──────── DATASET EXCERPTS
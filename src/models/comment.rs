//! Comment models

use chrono::{DateTime, Utc};
use serde::{Deserialize, Serialize};

/// A comment on an article
#[derive(Debug, Clone, Serialize, Deserialize)]
pub struct Comment {
    pub id: i64,
    pub article_id: i64,
    pub author_id: i64,
    pub message: String,
    pub created_at: DateTime<Utc>,
    pub updated_at: DateTime<Utc>,
}

/// A comment with the author's username joined in
#[derive(Debug, Clone, Serialize, Deserialize)]
pub struct CommentWithAuthor {
    #[serde(flatten)]
    pub comment: Comment,
    pub author_name: String,
}

/// Input for creating a comment
#[derive(Debug, Clone, Deserialize)]
pub struct CreateCommentInput {
    pub article_id: i64,
    pub message: String,
}
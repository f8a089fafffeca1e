//! Role management endpoints (admin only; enforced by route layer)

use axum::{
    extract::{Path, Query, State},
    Json,
};
use serde::Deserialize;

use crate::api::middleware::AppState;
use crate::api::response::ApiResponse;
use crate::models::Role;

#[derive(Debug, Deserialize)]
pub struct RoleRequest {
    pub name: String,
}

#[derive(Debug, Deserialize)]
pub struct SearchRolesQuery {
    #[serde(default)]
    pub name: String,
}

/// GET /roles
pub async fn list_roles(State(state): State<AppState>) -> ApiResponse<Vec<Role>> {
    match state.role_service.list().await {
        Ok(roles) => ApiResponse::ok(roles),
        Err(e) => ApiResponse::fail(e.status_code(), vec![e.to_string()]),
    }
}

/// GET /roles/{id}
pub async fn get_role(State(state): State<AppState>, Path(id): Path<i64>) -> ApiResponse<Role> {
    match state.role_service.get_by_id(id).await {
        Ok(role) => ApiResponse::ok(role),
        Err(e) => ApiResponse::fail(e.status_code(), vec![e.to_string()]),
    }
}

/// GET /roles/search?name=
pub async fn search_roles(
    State(state): State<AppState>,
    Query(query): Query<SearchRolesQuery>,
) -> ApiResponse<Vec<Role>> {
    match state.role_service.search(&query.name).await {
        Ok(roles) => ApiResponse::ok(roles),
        Err(e) => ApiResponse::fail(e.status_code(), vec![e.to_string()]),
    }
}

/// POST /roles
pub async fn create_role(
    State(state): State<AppState>,
    Json(body): Json<RoleRequest>,
) -> ApiResponse<Role> {
    match state.role_service.create(&body.name).await {
        Ok(role) => ApiResponse::created(role),
        Err(e) => ApiResponse::fail(e.status_code(), vec![e.to_string()]),
    }
}

/// PUT /roles/{id}
pub async fn update_role(
    State(state): State<AppState>,
    Path(id): Path<i64>,
    Json(body): Json<RoleRequest>,
) -> ApiResponse<Role> {
    match state.role_service.update(id, &body.name).await {
        Ok(role) => ApiResponse::ok(role),
        Err(e) => ApiResponse::fail(e.status_code(), vec![e.to_string()]),
    }
}

/// DELETE /roles/{id}
pub async fn delete_role(State(state): State<AppState>, Path(id): Path<i64>) -> ApiResponse<()> {
    match state.role_service.delete(id).await {
        Ok(()) => ApiResponse::ok(()),
        Err(e) => ApiResponse::fail(e.status_code(), vec![e.to_string()]),
    }
}
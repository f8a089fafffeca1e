//! API layer - HTTP handlers and routing
//!
//! Route groups:
//! - public: reads, registration, login
//! - protected: writes by any authenticated user
//! - admin: role management and destructive account/tag operations

pub mod articles;
pub mod auth;
pub mod comments;
pub mod middleware;
pub mod response;
pub mod roles;
pub mod tags;
pub mod users;

use axum::{
    http::{header, HeaderValue, Method},
    middleware as axum_middleware,
    routing::{delete, get, post, put},
    Router,
};
use tower_http::{cors::CorsLayer, trace::TraceLayer};

pub use middleware::{AppState, AuthenticatedUser};
pub use response::ApiResponse;

/// Build the main API router
pub fn build_api_router(state: AppState) -> Router<AppState> {
    // Admin routes (need admin role)
    let admin_routes = Router::new()
        .route("/users/{id}/role", put(users::change_role))
        .route("/users/{id}", delete(users::delete_user))
        .route("/roles", get(roles::list_roles))
        .route("/roles", post(roles::create_role))
        .route("/roles/search", get(roles::search_roles))
        .route("/roles/{id}", get(roles::get_role))
        .route("/roles/{id}", put(roles::update_role))
        .route("/roles/{id}", delete(roles::delete_role))
        .route("/tags/{id}", delete(tags::delete_tag))
        .route_layer(axum_middleware::from_fn(middleware::require_admin))
        .route_layer(axum_middleware::from_fn_with_state(
            state.clone(),
            middleware::require_auth,
        ));

    // Protected routes (need auth but not admin)
    let protected_routes = Router::new()
        .route("/auth/logout", post(auth::logout))
        .route("/auth/profile", get(auth::profile))
        .route("/users/me", get(users::current_user))
        .route("/users/{id}", put(users::update_user))
        .route("/articles", post(articles::create_article))
        .route("/articles/{id}", put(articles::update_article))
        .route("/articles/{id}", delete(articles::delete_article))
        .route("/tags", post(tags::create_tag))
        .route("/tags/{id}", put(tags::update_tag))
        .route("/comments", post(comments::create_comment))
        .route("/comments/{id}", put(comments::update_comment))
        .route("/comments/{id}", delete(comments::delete_comment))
        .route_layer(axum_middleware::from_fn_with_state(
            state.clone(),
            middleware::require_auth,
        ));

    // Public routes
    Router::new()
        .route("/auth/login", post(auth::login))
        .route("/users", post(users::register))
        .route("/users/admin", post(users::register_admin))
        .route("/users", get(users::list_users))
        .route("/users/{id}", get(users::get_user))
        .route("/articles", get(articles::list_articles))
        .route(
            "/articles/latest/{start}/{count}",
            get(articles::latest_articles),
        )
        .route("/articles/{id}", get(articles::get_article))
        .route(
            "/articles/author/{author_id}",
            get(articles::articles_by_author),
        )
        .route("/tags", get(tags::list_tags))
        .route("/tags/{id}", get(tags::get_tag))
        .route("/comments/{id}", get(comments::get_comment))
        .route(
            "/comments/article/{article_id}",
            get(comments::comments_for_article),
        )
        .merge(admin_routes)
        .merge(protected_routes)
}

/// Build the complete router with CORS and request tracing
pub fn build_router(state: AppState, cors_origin: &str) -> Router {
    let cors = match cors_origin.parse::<HeaderValue>() {
        Ok(origin) => CorsLayer::new()
            .allow_origin(origin)
            .allow_methods([Method::GET, Method::POST, Method::PUT, Method::DELETE])
            .allow_headers([header::CONTENT_TYPE, header::AUTHORIZATION, header::COOKIE])
            .allow_credentials(true),
        Err(_) => CorsLayer::new(),
    };

    Router::new()
        .nest("/api/v1", build_api_router(state.clone()))
        .layer(cors)
        .layer(TraceLayer::new_for_http())
        .with_state(state)
}
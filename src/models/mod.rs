//! Domain models

pub mod article;
pub mod comment;
pub mod role;
pub mod tag;
pub mod user;

pub use article::{Article, ArticleDetail, CreateArticleInput, UpdateArticleInput};
pub use comment::{Comment, CommentWithAuthor, CreateCommentInput};
pub use role::{Role, ROLE_ADMINISTRATOR, ROLE_MODERATOR, ROLE_USER};
pub use tag::{CreateTagInput, Tag, UpdateTagInput};
pub use user::{Session, UpdateUserInput, User};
────────────────
- [DIRECTIONS]: Every record here must be output exactly, word for word.

- [RESULT]:
filename src/models/comment.rs
//! Comment models

use chrono::{DateTime, Utc};
use serde::{Deserialize, Serialize};

/// A comment on an article
#[derive(Debug, Clone, Serialize, Deserialize)]
pub struct Comment {
    pub id: i64,
    pub article_id: i64,
    pub author_id: i64,
    pub message: String,
    pub created_at: DateTime<Utc>,
    pub updated_at: DateTime<Utc>,
}

/// A comment with the author's username joined in
#[derive(Debug, Clone, Serialize, Deserialize)]
pub struct CommentWithAuthor {
    #[serde(flatten)]
    pub comment: Comment,
    pub author_name: String,
}

/// Input for creating a comment
#[derive(Debug, Clone, Deserialize)]
pub struct CreateCommentInput {
    pub article_id: i64,
    pub message: String,
}
repository f8a089fafffeca1e
//! Role management endpoints (admin only; enforced by route layer)

use axum::{
    extract::{Path, Query, State},
    Json,
};
use serde::Deserialize;

use crate::api::middleware::AppState;
use crate::api::response::ApiResponse;
use crate::models::Role;

#[derive(Debug, Deserialize)]
pub struct RoleRequest {
    pub name: String,
}

#[derive(Debug, Deserialize)]
pub struct SearchRolesQuery {
    #[serde(default)]
    pub name: String,
}

/// GET /roles
pub async fn list_roles(State(state): State<AppState>) -> ApiResponse<Vec<Role>> {
    match state.role_service.list().await {
        Ok(roles) => ApiResponse::ok(roles),
        Err(e) => ApiResponse::fail(e.status_code(), vec![e.to_string()]),
    }
}

/// GET /roles/{id}
pub async fn get_role(State(state): State<AppState>, Path(id): Path<i64>) -> ApiResponse<Role> {
    match state.role_service.get_by_id(id).await {
        Ok(role) => ApiResponse::ok(role),
        Err(e) => ApiResponse::fail(e.status_code(), vec![e.to_string()]),
    }
}

/// GET /roles/search?name=
pub async fn search_roles(
    State(state): State<AppState>,
    Query(query): Query<SearchRolesQuery>,
) -> ApiResponse<Vec<Role>> {
    match state.role_service.search(&query.name).await {
        Ok(roles) => ApiResponse::ok(roles),
        Err(e) => ApiResponse::fail(e.status_code(), vec![e.to_string()]),
    }
}

/// POST /roles
pub async fn create_role(
    State(state): State<AppState>,
    Json(body): Json<RoleRequest>,
) -> ApiResponse<Role> {
    match state.role_service.create(&body.name).await {
        Ok(role) => ApiResponse::created(role),
        Err(e) => ApiResponse::fail(e.status_code(), vec![e.to_string()]),
    }
}

/// PUT /roles/{id}
pub async fn update_role(
    State(state): State<AppState>,
    Path(id): Path<i64>,
    Json(body): Json<RoleRequest>,
) -> ApiResponse<Role> {
    match state.role_service.update(id, &body.name).await {
        Ok(role) => ApiResponse::ok(role),
        Err(e) => ApiResponse::fail(e.status_code(), vec![e.to_string()]),
    }
}

/// DELETE /roles/{id}
pub async fn delete_role(State(state): State<AppState>, Path(id): Path<i64>) -> ApiResponse<()> {
    match state.role_service.delete(id).await {
        Ok(()) => ApiResponse::ok(()),
        Err(e) => ApiResponse::fail(e.status_code(), vec![e.to_string()]),
    }
}
repository f8a089fafffeca1e
//! API layer - HTTP handlers and routing
//!
//! Route groups:
//! - public: reads, registration, login
//! - protected: writes by any authenticated user
//! - admin: role management and destructive account/tag operations

pub mod articles;
pub mod auth;
pub mod comments;
pub mod middleware;
pub mod response;
pub mod roles;
pub mod tags;
pub mod users;

use axum::{
    http::{header, HeaderValue, Method},
    middleware as axum_middleware,
    routing::{delete, get, post, put},
    Router,
};
use tower_http::{cors::CorsLayer, trace::TraceLayer};

pub use middleware::{AppState, AuthenticatedUser};
pub use response::ApiResponse;

/// Build the main API router
pub fn build_api_router(state: AppState) -> Router<AppState> {
    // Admin routes (need admin role)
    let admin_routes = Router::new()
        .route("/users/{id}/role", put(users::change_role))
        .route("/users/{id}", delete(users::delete_user))
        .route("/roles", get(roles::list_roles))
        .route("/roles", post(roles::create_role))
        .route("/roles/search", get(roles::search_roles))
        .route("/roles/{id}", get(roles::get_role))
        .route("/roles/{id}", put(roles::update_role))
        .route("/roles/{id}", delete(roles::delete_role))
        .route("/tags/{id}", delete(tags::delete_tag))
        .route_layer(axum_middleware::from_fn(middleware::require_admin))
        .route_layer(axum_middleware::from_fn_with_state(
            state.clone(),
            middleware::require_auth,
        ));

    // Protected routes (need auth but not admin)
    let protected_routes = Router::new()
        .route("/auth/logout", post(auth::logout))
        .route("/auth/profile", get(auth::profile))
        .route("/users/me", get(users::current_user))
        .route("/users/{id}", put(users::update_user))
        .route("/articles", post(articles::create_article))
        .route("/articles/{id}", put(articles::update_article))
        .route("/articles/{id}", delete(articles::delete_article))
        .route("/tags", post(tags::create_tag))
        .route("/tags/{id}", put(tags::update_tag))
        .route("/comments", post(comments::create_comment))
        .route("/comments/{id}", put(comments::update_comment))
        .route("/comments/{id}", delete(comments::delete_comment))
        .route_layer(axum_middleware::from_fn_with_state(
            state.clone(),
            middleware::require_auth,
        ));

    // Public routes
    Router::new()
        .route("/auth/login", post(auth::login))
        .route("/users", post(users::register))
        .route("/users/admin", post(users::register_admin))
        .route("/users", get(users::list_users))
        .route("/users/{id}", get(users::get_user))
        .route("/articles", get(articles::list_articles))
        .route(
            "/articles/latest/{start}/{count}",
            get(articles::latest_articles),
        )
        .route("/articles/{id}", get(articles::get_article))
        .route(
            "/articles/author/{author_id}",
            get(articles::articles_by_author),
        )
        .route("/tags", get(tags::list_tags))
        .route("/tags/{id}", get(tags::get_tag))
        .route("/comments/{id}", get(comments::get_comment))
        .route(
            "/comments/article/{article_id}",
            get(comments::comments_for_article),
        )
        .merge(admin_routes)
        .merge(protected_routes)
}

/// Build the complete router with CORS and request tracing
pub fn build_router(state: AppState, cors_origin: &str) -> Router {
    let cors = match cors_origin.parse::<HeaderValue>() {
        Ok(origin) => CorsLayer::new()
            .allow_origin(origin)
            .allow_methods([Method::GET, Method::POST, Method::PUT, Method::DELETE])
            .allow_headers([header::CONTENT_TYPE, header::AUTHORIZATION, header::COOKIE])
            .allow_credentials(true),
        Err(_) => CorsLayer::new(),
    };

    Router::new()
        .nest("/api/v1", build_api_router(state.clone()))
        .layer(cors)
        .layer(TraceLayer::new_for_http())
        .with_state(state)
}
filename src/models/mod.rs
//! Domain models

pub mod article;
pub mod comment;
pub mod role;
pub mod tag;
pub mod user;

pub use article::{Article, ArticleDetail, CreateArticleInput, UpdateArticleInput};
pub use comment::{Comment, CommentWithAuthor, CreateCommentInput};
pub use role::{Role, ROLE_ADMINISTRATOR, ROLE_MODERATOR, ROLE_USER};
pub use tag::{CreateTagInput, Tag, UpdateTagInput};
pub use user::{Session, UpdateUserInput, User};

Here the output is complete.